_Instructions for the task_:
Quote exactly and only this range of lines in the data below: the line that holds "least two points." to the line that holds "finite edges only.", both included.

_Given data_:
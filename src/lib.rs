//! # spotmatch
//!
//! Spot correspondence between spatial transcriptomics slices: pair up the
//! spots of two tissue sections by where they sit, and compare their
//! expression profiles.
//!
//! ## The Problem
//!
//! Two adjacent slices of the same tissue are measured on two spot arrays.
//! Before an iterative alignment can refine anything it needs a starting
//! guess: a coupling matrix saying how much of spot `i` in slice X corresponds
//! to spot `j` in slice Y. The spatial heuristic builds that guess from the
//! coordinates alone.
//!
//! ## Key Functions
//!
//! | Function | Use Case | Complexity |
//! |----------|----------|------------|
//! | [`match_spots_using_spatial_heuristic`] | Initial coupling between two slices | solver-bound |
//! | [`emd`] | Exact optimal transport (network simplex) | O(pivots × (m + n)) |
//! | [`min_weight_full_bipartite_matching`] | Assignment on the smaller side | O(min² × max) |
//! | [`kl_divergence`] | Pairwise KL between expression profiles | O(n × m × k) |
//! | [`norm_and_center_coordinates`] | Center + rescale a point set | O(n² × d) |
//!
//! ## Quick Start
//!
//! ```rust
//! use ndarray::array;
//! use spotmatch::{kl_divergence, match_spots_using_spatial_heuristic};
//!
//! let x = array![[0.0, 0.0], [1.0, 0.0], [0.0, 1.0]];
//! let y = array![[0.0, 0.0], [1.0, 0.0]];
//!
//! // Exact optimal transport with uniform marginals.
//! let pi = match_spots_using_spatial_heuristic(&x, &y, true).unwrap();
//! assert_eq!(pi.shape(), &[3, 2]);
//! assert!((pi.sum() - 1.0).abs() < 1e-9);
//!
//! // Expression profiles (counts) compared pairwise.
//! let counts = array![[1.0, 2.0, 3.0], [2.0, 2.0, 2.0]];
//! let d = kl_divergence(&counts, &counts).unwrap();
//! assert!(d[[0, 0]].abs() < 1e-12);
//! ```
//!
//! ## What Can Go Wrong
//!
//! 1. **Coincident spots**: normalization divides by the smallest pairwise
//!    distance, so duplicated coordinates are rejected ([`Error::ZeroScale`]).
//! 2. **Zeros in expression profiles**: `log 0 = -∞`. [`kl_divergence`] does not
//!    smooth; filter or pseudo-count your inputs first.
//! 3. **Pivot bound**: very large slices can exceed [`EmdConfig::max_iter`];
//!    raise it rather than accept a partial plan.
//!
//! ## References
//!
//! - Zeira et al. (2022). "Alignment and integration of spatial transcriptomics data"
//! - Ahuja, Magnanti & Orlin (1993). "Network Flows", ch. 11 (network simplex)
//! - Jonker & Volgenant (1987). "A shortest augmenting path algorithm for dense
//!   and sparse linear assignment problems"

use std::collections::HashSet;
use std::hash::Hash;

use thiserror::Error;

pub mod assignment;
pub mod coords;
pub mod data;
pub mod divergence;
pub mod emd;
pub mod spatial;

pub use assignment::{matching_cost, min_weight_full_bipartite_matching};
pub use coords::{euclidean_cost_matrix, min_pairwise_distance, norm_and_center_coordinates};
pub use data::{extract_data_matrix, to_dense_array, AnnotatedData, CsrMatrix, DataMatrix};
pub use divergence::{kl_divergence, kl_divergence_backend, row_normalize};
pub use emd::{emd, emd2, emd_with_config, EmdConfig, EmdSolution};
pub use spatial::{
    match_spots_using_spatial_heuristic, match_spots_with_config, matching_to_coupling,
    MatchMethod, SpatialMatchConfig,
};

/// Error variants for spot matching and divergence computations.
#[derive(Debug, Error)]
pub enum Error {
    /// Two matrices disagree on their column (feature / coordinate) dimension.
    #[error("dimension mismatch: {0} vs {1}")]
    DimensionMismatch(usize, usize),

    /// Cost matrix shape does not match the marginals.
    #[error("cost matrix shape mismatch: expected ({0}, {1}), got ({2}, {3})")]
    CostShapeMismatch(usize, usize, usize, usize),

    /// Two buffers that must have equal length do not.
    #[error("length mismatch: {0} vs {1}")]
    LengthMismatch(usize, usize),

    /// Source and target marginals carry different total mass.
    #[error("marginals carry different mass: {0} vs {1}")]
    MassMismatch(f64, f64),

    /// Normalization needs at least two points.
    #[error("need at least 2 points, got {0}")]
    TooFewPoints(usize),

    /// All points coincide, so the normalization scale is zero.
    #[error("minimum pairwise distance is zero")]
    ZeroScale,

    /// An input that must be finite contains NaN or infinity.
    #[error("non-finite value in {0}")]
    NonFinite(&'static str),

    /// The network simplex hit its pivot limit.
    #[error("network simplex did not converge in {0} iterations")]
    EmdNotConverged(usize),

    /// No matching saturates the smaller side using finite edges only.
    #[error("cost matrix admits no full matching")]
    MatchingInfeasible,

    /// Requested alternative representation does not exist.
    #[error("no representation named {0:?}")]
    MissingRepresentation(String),

    /// Sparse entry outside the declared shape.
    #[error("entry ({row}, {col}) outside a {nrows}x{ncols} matrix")]
    IndexOutOfBounds {
        /// Row of the offending entry.
        row: usize,
        /// Column of the offending entry.
        col: usize,
        /// Declared row count.
        nrows: usize,
        /// Declared column count.
        ncols: usize,
    },

    /// Domain error (invalid inputs for the mathematical definition).
    #[error("{0}")]
    Domain(&'static str),
}

/// Coarse classification of [`Error`], for callers that only need to decide
/// between fixing inputs and giving up.
#[derive(Debug, Clone, Copy, PartialEq, Eq)]
pub enum ErrorKind {
    /// Inputs disagree on shape.
    ShapeMismatch,
    /// Inputs are well-shaped but mathematically unusable.
    DegenerateInput,
    /// A solver could not produce an answer.
    SolverFailure,
    /// Lookup or construction misuse.
    InvalidArgument,
}

impl Error {
    /// Classify this error.
    pub fn kind(&self) -> ErrorKind {
        match self {
            Error::DimensionMismatch(..)
            | Error::CostShapeMismatch(..)
            | Error::LengthMismatch(..) => ErrorKind::ShapeMismatch,
            Error::TooFewPoints(_)
            | Error::ZeroScale
            | Error::NonFinite(_)
            | Error::MassMismatch(..)
            | Error::Domain(_) => ErrorKind::DegenerateInput,
            Error::EmdNotConverged(_) | Error::MatchingInfeasible => ErrorKind::SolverFailure,
            Error::MissingRepresentation(_) | Error::IndexOutOfBounds { .. } => {
                ErrorKind::InvalidArgument
            }
        }
    }
}

/// Result type for spot matching operations.
pub type Result<T> = std::result::Result<T, Error>;

/// Elements of `lst1` that also occur in `lst2`.
///
/// Order and multiplicity follow `lst1`; `lst2` only acts as a membership set.
///
/// ```rust
/// use spotmatch::intersect;
///
/// assert_eq!(intersect(&[1, 2, 2, 3], &[2, 3, 4]), vec![2, 2, 3]);
/// ```
pub fn intersect<T>(lst1: &[T], lst2: &[T]) -> Vec<T>
where
    T: Eq + Hash + Clone,
{
    let temp: HashSet<&T> = lst2.iter().collect();
    lst1.iter().filter(|v| temp.contains(v)).cloned().collect()
}
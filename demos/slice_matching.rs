//! Matching Spots Between Two Tissue Slices
//!
//! Simulates two adjacent slices of a spot array: the second is a rotated,
//! shifted, rescaled copy of the first with positional jitter and a few spots
//! lost at the edge. Spots are then matched from coordinates alone, once with
//! exact optimal transport and once with a bipartite matching, and the share
//! of mass landing on the true correspondences is reported.
//!
//! Run: cargo run --example slice_matching
//! Set `RUST_LOG=debug` to see solver diagnostics.

use ndarray::{Array2, Axis};
use rand::SeedableRng;
use rand_chacha::ChaCha8Rng;
use rand_distr::{Distribution, Normal};
use spotmatch::{match_spots_with_config, MatchMethod, SpatialMatchConfig};
use tracing::info;
use tracing_subscriber::{filter::LevelFilter, fmt, prelude::*, EnvFilter};

fn init_subscriber() {
    let filter_layer = EnvFilter::builder()
        .with_default_directive(LevelFilter::INFO.into())
        .from_env_lossy();

    tracing_subscriber::registry()
        .with(filter_layer)
        .with(fmt::layer().with_target(true))
        .init();
}

/// Regular grid of `rows × cols` spots, 100 units apart.
fn spot_grid(rows: usize, cols: usize) -> Array2<f64> {
    Array2::from_shape_fn((rows * cols, 2), |(k, d)| {
        let (r, c) = (k / cols, k % cols);
        100.0 * if d == 0 { c as f64 } else { r as f64 }
    })
}

/// Rotate by `theta`, scale, shift and jitter every spot.
fn transform(
    x: &Array2<f64>,
    theta: f64,
    scale: f64,
    shift: [f64; 2],
    jitter: f64,
    rng: &mut impl rand::Rng,
) -> Result<Array2<f64>, Box<dyn std::error::Error>> {
    let noise = Normal::new(0.0, jitter)?;
    let (s, c) = theta.sin_cos();
    let mut y = Array2::zeros(x.dim());
    for (mut out, p) in y.rows_mut().into_iter().zip(x.rows()) {
        out[0] = scale * (c * p[0] - s * p[1]) + shift[0] + noise.sample(rng);
        out[1] = scale * (s * p[0] + c * p[1]) + shift[1] + noise.sample(rng);
    }
    Ok(y)
}

fn report(label: &str, pi: &Array2<f64>, truth: &[(usize, usize)]) {
    let n1 = pi.nrows() as f64;
    let n2 = pi.ncols() as f64;
    let row_err = pi
        .sum_axis(Axis(1))
        .iter()
        .fold(0.0f64, |acc, r| acc.max((r - 1.0 / n1).abs()));
    let col_err = pi
        .sum_axis(Axis(0))
        .iter()
        .fold(0.0f64, |acc, c| acc.max((c - 1.0 / n2).abs()));
    let on_truth: f64 = truth.iter().map(|&(i, j)| pi[[i, j]]).sum();
    let support = pi.iter().filter(|&&v| v > 0.0).count();

    info!(
        method = label,
        total_mass = pi.sum(),
        max_row_marginal_error = row_err,
        max_col_marginal_error = col_err,
        support,
        "coupling computed"
    );
    println!(
        "{label:>9}: {:5.1}% of mass on true correspondences ({support} nonzero entries)",
        100.0 * on_truth
    );
}

fn main() -> Result<(), Box<dyn std::error::Error>> {
    init_subscriber();
    let mut rng = ChaCha8Rng::seed_from_u64(7);

    let slice_a = spot_grid(8, 10);
    let moved = transform(&slice_a, 0.3, 0.5, [2_000.0, -750.0], 4.0, &mut rng)?;

    // The second slice lost its last column of spots.
    let kept: Vec<usize> = (0..slice_a.nrows()).filter(|k| k % 10 != 9).collect();
    let slice_b = moved.select(Axis(0), &kept);
    let truth: Vec<(usize, usize)> = kept.iter().enumerate().map(|(j, &i)| (i, j)).collect();

    println!(
        "slice A: {} spots, slice B: {} spots",
        slice_a.nrows(),
        slice_b.nrows()
    );

    // The heuristic does not undo rotation, so only the rotation-free copy is
    // expected to line up closely.
    let aligned = transform(&slice_a, 0.0, 0.5, [2_000.0, -750.0], 4.0, &mut rng)?.select(Axis(0), &kept);

    for (name, target) in [("rotated", &slice_b), ("aligned", &aligned)] {
        println!("\n-- target slice: {name} --");
        for (label, method) in [("transport", MatchMethod::Transport), ("matching", MatchMethod::Matching)] {
            let config = SpatialMatchConfig::new().with_method(method);
            let pi = match_spots_with_config(&slice_a, target, &config)?;
            report(label, &pi, &truth);
        }
    }

    Ok(())
}
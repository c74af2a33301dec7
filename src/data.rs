//! Data-matrix plumbing: sparse/dense storage and representation lookup.
//!
//! Count matrices from spot arrays are mostly zeros and usually arrive in
//! compressed sparse row (CSR) form; alternative representations (PCA
//! embeddings, spatial coordinates) are dense. The numeric routines in this
//! crate take dense arrays, so [`to_dense_array`] is the single conversion point.

use crate::{Error, Result};
use ndarray::Array2;
use std::collections::BTreeMap;

/// Compressed sparse row matrix of `f64`.
#[derive(Debug, Clone, PartialEq)]
pub struct CsrMatrix {
    /// `indptr[i]..indptr[i + 1]` is the range of row `i` in `indices`/`data`.
    pub indptr: Vec<usize>,
    /// Column index of every stored entry.
    pub indices: Vec<usize>,
    /// Value of every stored entry.
    pub data: Vec<f64>,
    nrows: usize,
    ncols: usize,
}

impl CsrMatrix {
    /// Build from `(row, col, value)` triplets.
    ///
    /// Entries are ordered by row then column. Duplicates are kept as separate
    /// stored entries and add up when densified.
    pub fn from_triplets<I>(nrows: usize, ncols: usize, entries: I) -> Result<Self>
    where
        I: IntoIterator<Item = (usize, usize, f64)>,
    {
        let mut sorted: Vec<_> = entries.into_iter().collect();
        if let Some(&(row, col, _)) = sorted.iter().find(|(r, c, _)| *r >= nrows || *c >= ncols) {
            return Err(Error::IndexOutOfBounds {
                row,
                col,
                nrows,
                ncols,
            });
        }
        sorted.sort_by_key(|&(r, c, _)| (r, c));

        let mut indptr = vec![0usize; nrows + 1];
        for &(r, _, _) in &sorted {
            indptr[r + 1] += 1;
        }
        for i in 1..=nrows {
            indptr[i] += indptr[i - 1];
        }

        let (indices, data) = sorted.into_iter().map(|(_, c, v)| (c, v)).unzip();
        Ok(Self {
            indptr,
            indices,
            data,
            nrows,
            ncols,
        })
    }

    /// Build from raw CSR buffers, checking their consistency.
    pub fn from_raw(
        nrows: usize,
        ncols: usize,
        indptr: Vec<usize>,
        indices: Vec<usize>,
        data: Vec<f64>,
    ) -> Result<Self> {
        if indptr.len() != nrows + 1 {
            return Err(Error::LengthMismatch(indptr.len(), nrows + 1));
        }
        if indices.len() != data.len() {
            return Err(Error::LengthMismatch(indices.len(), data.len()));
        }
        if indptr[0] != 0 || indptr[nrows] != data.len() || indptr.windows(2).any(|w| w[0] > w[1]) {
            return Err(Error::Domain("indptr must be nondecreasing from 0 to nnz"));
        }
        for row in 0..nrows {
            for &col in &indices[indptr[row]..indptr[row + 1]] {
                if col >= ncols {
                    return Err(Error::IndexOutOfBounds {
                        row,
                        col,
                        nrows,
                        ncols,
                    });
                }
            }
        }
        Ok(Self {
            indptr,
            indices,
            data,
            nrows,
            ncols,
        })
    }

    /// `(rows, cols)`.
    pub fn shape(&self) -> (usize, usize) {
        (self.nrows, self.ncols)
    }

    /// Number of stored entries.
    pub fn nnz(&self) -> usize {
        self.data.len()
    }

    /// Dense copy; duplicate entries are summed.
    pub fn to_dense(&self) -> Array2<f64> {
        let mut out = Array2::zeros((self.nrows, self.ncols));
        for row in 0..self.nrows {
            for k in self.indptr[row]..self.indptr[row + 1] {
                out[[row, self.indices[k]]] += self.data[k];
            }
        }
        out
    }
}

/// A data matrix that is either stored densely or in CSR form.
#[derive(Debug, Clone, PartialEq)]
pub enum DataMatrix {
    /// Dense row-major array.
    Dense(Array2<f64>),
    /// Compressed sparse rows.
    Sparse(CsrMatrix),
}

impl DataMatrix {
    /// `(rows, cols)`.
    pub fn shape(&self) -> (usize, usize) {
        match self {
            DataMatrix::Dense(x) => x.dim(),
            DataMatrix::Sparse(x) => x.shape(),
        }
    }

    /// Dense copy of the matrix.
    pub fn to_dense(&self) -> Array2<f64> {
        match self {
            DataMatrix::Dense(x) => x.clone(),
            DataMatrix::Sparse(x) => x.to_dense(),
        }
    }
}

impl From<Array2<f64>> for DataMatrix {
    fn from(x: Array2<f64>) -> Self {
        DataMatrix::Dense(x)
    }
}

impl From<CsrMatrix> for DataMatrix {
    fn from(x: CsrMatrix) -> Self {
        DataMatrix::Sparse(x)
    }
}

/// Dense array from either storage.
pub fn to_dense_array(x: &DataMatrix) -> Array2<f64> {
    x.to_dense()
}

/// Observations × features data with named alternative representations.
///
/// `x` is the primary matrix (typically counts); `obsm` holds per-observation
/// matrices such as embeddings or spatial coordinates, keyed by name.
#[derive(Debug, Clone, Default)]
pub struct AnnotatedData {
    /// Primary data matrix.
    pub x: Option<DataMatrix>,
    /// Alternative representations, one row per observation.
    pub obsm: BTreeMap<String, DataMatrix>,
}

impl AnnotatedData {
    /// Wrap a primary matrix.
    pub fn new(x: impl Into<DataMatrix>) -> Self {
        Self {
            x: Some(x.into()),
            obsm: BTreeMap::new(),
        }
    }

    /// Add (or replace) a named representation.
    pub fn with_representation(mut self, key: impl Into<String>, rep: impl Into<DataMatrix>) -> Self {
        self.obsm.insert(key.into(), rep.into());
        self
    }
}

/// The primary matrix when `rep` is `None`, otherwise the named representation.
///
/// ```rust
/// use ndarray::array;
/// use spotmatch::{extract_data_matrix, AnnotatedData};
///
/// let adata = AnnotatedData::new(array![[1.0, 0.0], [0.0, 2.0]])
///     .with_representation("spatial", array![[0.0, 0.0], [1.0, 0.0]]);
///
/// assert_eq!(extract_data_matrix(&adata, None).unwrap().shape(), (2, 2));
/// assert!(extract_data_matrix(&adata, Some("pca")).is_err());
/// ```
pub fn extract_data_matrix<'a>(adata: &'a AnnotatedData, rep: Option<&str>) -> Result<&'a DataMatrix> {
    match rep {
        None => adata
            .x
            .as_ref()
            .ok_or(Error::Domain("annotated data has no primary matrix")),
        Some(key) => adata
            .obsm
            .get(key)
            .ok_or_else(|| Error::MissingRepresentation(key.to_string())),
    }
}
//! Tabular parser: uploaded bytes into a format-independent grid.
//!
//! Row 0 is the header and is kept aside; data rows remember their 1-based
//! position in the source so every later error can cite it.

use super::error::ParseError;
use calamine::{open_workbook_auto_from_rs, Data, Reader};
use chrono::{Duration, NaiveDate};
use std::io::Cursor;

#[derive(Debug, Clone, PartialEq)]
pub enum Cell {
    Empty,
    Text(String),
    Number(f64),
}

impl Cell {
    pub fn is_blank(&self) -> bool {
        match self {
            Cell::Empty => true,
            Cell::Text(s) => s.trim().is_empty(),
            Cell::Number(_) => false,
        }
    }
}

#[derive(Debug, Clone, PartialEq)]
pub struct RawRow {
    /// 1-based source row/line number (the header is row 1).
    pub row: usize,
    pub cells: Vec<Cell>,
}

#[derive(Debug, Clone, PartialEq)]
pub struct RawGrid {
    pub header: Vec<Cell>,
    pub rows: Vec<RawRow>,
}

#[derive(Debug, Clone, Copy, PartialEq, Eq)]
pub enum SourceFormat {
    Csv,
    Spreadsheet,
}

impl SourceFormat {
    pub fn parse(s: &str) -> Option<Self> {
        match s.trim().to_ascii_lowercase().as_str() {
            "csv" | "text" => Some(Self::Csv),
            "xlsx" | "xls" | "xlsb" | "ods" | "spreadsheet" => Some(Self::Spreadsheet),
            _ => None,
        }
    }

    pub fn from_path(path: &str) -> Option<Self> {
        let ext = std::path::Path::new(path)
            .extension()
            .and_then(|e| e.to_str())?;
        Self::parse(ext)
    }
}

pub fn parse_grid(bytes: &[u8], format: SourceFormat) -> Result<RawGrid, ParseError> {
    let grid = match format {
        SourceFormat::Csv => parse_csv_bytes(bytes)?,
        SourceFormat::Spreadsheet => parse_spreadsheet_bytes(bytes)?,
    };
    if grid.rows.is_empty() {
        return Err(ParseError::new("file has no data rows below the header"));
    }
    Ok(grid)
}

fn parse_csv_bytes(bytes: &[u8]) -> Result<RawGrid, ParseError> {
    let text = std::str::from_utf8(bytes)
        .map_err(|_| ParseError::new("file is not valid UTF-8 text"))?;
    let text = text.strip_prefix('\u{feff}').unwrap_or(text);
    parse_csv_text(text)
}

pub fn parse_csv_text(text: &str) -> Result<RawGrid, ParseError> {
    let mut lines = text.lines().enumerate();
    let Some((_, header_line)) = lines.next() else {
        return Err(ParseError::new("file is empty"));
    };
    let header = split_csv_record(header_line)?
        .into_iter()
        .map(text_cell)
        .collect::<Vec<_>>();

    let mut rows = Vec::new();
    for (idx, line) in lines {
        if line.trim().is_empty() {
            continue;
        }
        let cells = split_csv_record(line)
            .map_err(|e| ParseError::new(format!("line {}: {}", idx + 1, e.message)))?
            .into_iter()
            .map(text_cell)
            .collect::<Vec<_>>();
        if cells.iter().all(Cell::is_blank) {
            continue;
        }
        rows.push(RawRow { row: idx + 1, cells });
    }
    Ok(RawGrid { header, rows })
}

fn text_cell(s: String) -> Cell {
    if s.is_empty() {
        Cell::Empty
    } else {
        Cell::Text(s)
    }
}

/// Splits one CSV line. Quoted fields may embed commas and `""` escapes;
/// every field is trimmed.
fn split_csv_record(line: &str) -> Result<Vec<String>, ParseError> {
    let mut out: Vec<String> = Vec::new();
    let mut buf = String::new();
    let mut in_quotes = false;
    let chars: Vec<char> = line.chars().collect();
    let mut i = 0usize;
    while i < chars.len() {
        let ch = chars[i];
        if ch == '"' {
            if in_quotes && i + 1 < chars.len() && chars[i + 1] == '"' {
                buf.push('"');
                i += 2;
                continue;
            }
            in_quotes = !in_quotes;
            i += 1;
            continue;
        }
        if ch == ',' && !in_quotes {
            out.push(buf.trim().to_string());
            buf = String::new();
            i += 1;
            continue;
        }
        buf.push(ch);
        i += 1;
    }
    if in_quotes {
        return Err(ParseError::new("unterminated quoted field"));
    }
    out.push(buf.trim().to_string());
    Ok(out)
}

fn parse_spreadsheet_bytes(bytes: &[u8]) -> Result<RawGrid, ParseError> {
    let mut workbook = open_workbook_auto_from_rs(Cursor::new(bytes.to_vec()))
        .map_err(|e| ParseError::new(format!("could not open spreadsheet: {e}")))?;
    let range = workbook
        .worksheet_range_at(0)
        .ok_or_else(|| ParseError::new("spreadsheet has no sheets"))?
        .map_err(|e| ParseError::new(format!("could not read first sheet: {e}")))?;

    // calamine ranges start at the first used cell; pad back to absolute rows.
    let (start_row, start_col) = range.start().unwrap_or((0, 0));
    let mut all_rows = Vec::new();
    for (offset, row) in range.rows().enumerate() {
        let mut cells = vec![Cell::Empty; start_col as usize];
        cells.extend(row.iter().map(spreadsheet_cell));
        all_rows.push((start_row as usize + offset, cells));
    }

    let mut iter = all_rows.into_iter();
    // Leading blank rows are skipped by calamine; the first used row is the header.
    let Some((_, header)) = iter.next() else {
        return Err(ParseError::new("spreadsheet is empty"));
    };
    let rows = iter
        .filter(|(_, cells)| !cells.iter().all(Cell::is_blank))
        .map(|(r, cells)| RawRow { row: r + 1, cells })
        .collect();
    Ok(RawGrid { header, rows })
}

fn spreadsheet_cell(data: &Data) -> Cell {
    match data {
        Data::Empty => Cell::Empty,
        Data::String(s) => text_cell(s.trim().to_string()),
        Data::Float(f) => Cell::Number(*f),
        Data::Int(i) => Cell::Number(*i as f64),
        Data::Bool(b) => Cell::Text(b.to_string()),
        Data::DateTime(dt) => match excel_serial_to_date(dt.as_f64()) {
            Some(d) => Cell::Text(d),
            None => Cell::Number(dt.as_f64()),
        },
        Data::DateTimeIso(s) => Cell::Text(s.chars().take(10).collect()),
        Data::DurationIso(s) => Cell::Text(s.clone()),
        Data::Error(_) => Cell::Empty,
    }
}

/// Converts a spreadsheet date serial (1900 date system) to `YYYY-MM-DD`.
pub fn excel_serial_to_date(serial: f64) -> Option<String> {
    if !serial.is_finite() || serial < 1.0 {
        return None;
    }
    let days = serial.floor() as i64;
    // Serials below 60 predate the phantom 1900-02-29.
    let base = if days < 60 {
        NaiveDate::from_ymd_opt(1899, 12, 31)?
    } else {
        NaiveDate::from_ymd_opt(1899, 12, 30)?
    };
    let date = base.checked_add_signed(Duration::days(days))?;
    Some(date.format("%Y-%m-%d").to_string())
}

#[cfg(test)]
mod tests {
    use super::*;

    fn text(s: &str) -> Cell {
        Cell::Text(s.to_string())
    }

    #[test]
    fn quoted_fields_keep_commas_and_are_trimmed() {
        let grid = parse_csv_text("a,b,c\n \"Smith, Jo\" , x ,\"say \"\"hi\"\"\"\n").expect("parse");
        assert_eq!(grid.rows.len(), 1);
        assert_eq!(
            grid.rows[0].cells,
            vec![text("Smith, Jo"), text("x"), text("say \"hi\"")]
        );
    }

    #[test]
    fn row_numbers_follow_source_lines() {
        let grid = parse_csv_text("h1,h2\nA,1\n\nB,2\r\nC,3").expect("parse");
        let rows: Vec<usize> = grid.rows.iter().map(|r| r.row).collect();
        assert_eq!(rows, vec![2, 4, 5]);
        assert_eq!(grid.rows[1].cells, vec![text("B"), text("2")]);
    }

    #[test]
    fn empty_cells_map_to_empty() {
        let grid = parse_csv_text("a,b,c\nx,,z").expect("parse");
        assert_eq!(grid.rows[0].cells[1], Cell::Empty);
    }

    #[test]
    fn header_only_file_is_a_parse_error() {
        let err = parse_grid(b"Batch Name,Start Date\n", SourceFormat::Csv).unwrap_err();
        assert!(err.message.contains("no data rows"));
    }

    #[test]
    fn unterminated_quote_is_a_parse_error() {
        let err = parse_csv_text("a,b\n\"open,x").unwrap_err();
        assert!(err.message.starts_with("line 2"));
    }

    #[test]
    fn non_utf8_csv_is_rejected() {
        assert!(parse_grid(&[0xff, 0xfe, 0x00, 0x41], SourceFormat::Csv).is_err());
    }

    #[test]
    fn garbage_spreadsheet_is_rejected() {
        let err = parse_grid(b"not a workbook", SourceFormat::Spreadsheet).unwrap_err();
        assert!(err.message.contains("spreadsheet"));
    }

    #[test]
    fn spreadsheet_reads_first_sheet_with_dates_and_sheet_rows() {
        let bytes = include_bytes!("../../tests/fixtures/batches.xlsx");
        let grid = parse_grid(bytes, SourceFormat::Spreadsheet).expect("parse");
        assert_eq!(grid.header[0], text("Batch Name"));
        let rows: Vec<usize> = grid.rows.iter().map(|r| r.row).collect();
        assert_eq!(rows, vec![2, 4]);
        assert_eq!(
            grid.rows[0].cells,
            vec![text("B1"), text("2024-01-15"), Cell::Number(12.0), text("CS")]
        );
        assert_eq!(grid.rows[1].cells[1], text("2024-03-01"));
        assert!(grid
            .rows
            .iter()
            .flat_map(|r| r.cells.iter())
            .all(|c| *c != text("sheet two")));
    }

    #[test]
    fn serial_dates_convert_to_iso() {
        assert_eq!(excel_serial_to_date(45306.0).as_deref(), Some("2024-01-15"));
        assert_eq!(excel_serial_to_date(1.0).as_deref(), Some("1900-01-01"));
        assert_eq!(excel_serial_to_date(61.0).as_deref(), Some("1900-03-01"));
        assert_eq!(excel_serial_to_date(0.0), None);
    }

    #[test]
    fn format_from_extension() {
        assert_eq!(SourceFormat::from_path("/tmp/a.XLSX"), Some(SourceFormat::Spreadsheet));
        assert_eq!(SourceFormat::from_path("/tmp/a.csv"), Some(SourceFormat::Csv));
        assert_eq!(SourceFormat::from_path("/tmp/a"), None);
    }
}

_Response area_:
    /// Normalization needs at least two points.
    #[error("need at least 2 points, got {0}")]
    TooFewPoints(usize),

    /// All points coincide, so the normalization scale is zero.
    #[error("minimum pairwise distance is zero")]
    ZeroScale,

    /// An input that must be finite contains NaN or infinity.
    #[error("non-finite value in {0}")]
    NonFinite(&'static str),

    /// The network simplex hit its pivot limit.
    #[error("network simplex did not converge in {0} iterations")]
    EmdNotConverged(usize),

    /// No matching saturates the smaller side using finite edges only.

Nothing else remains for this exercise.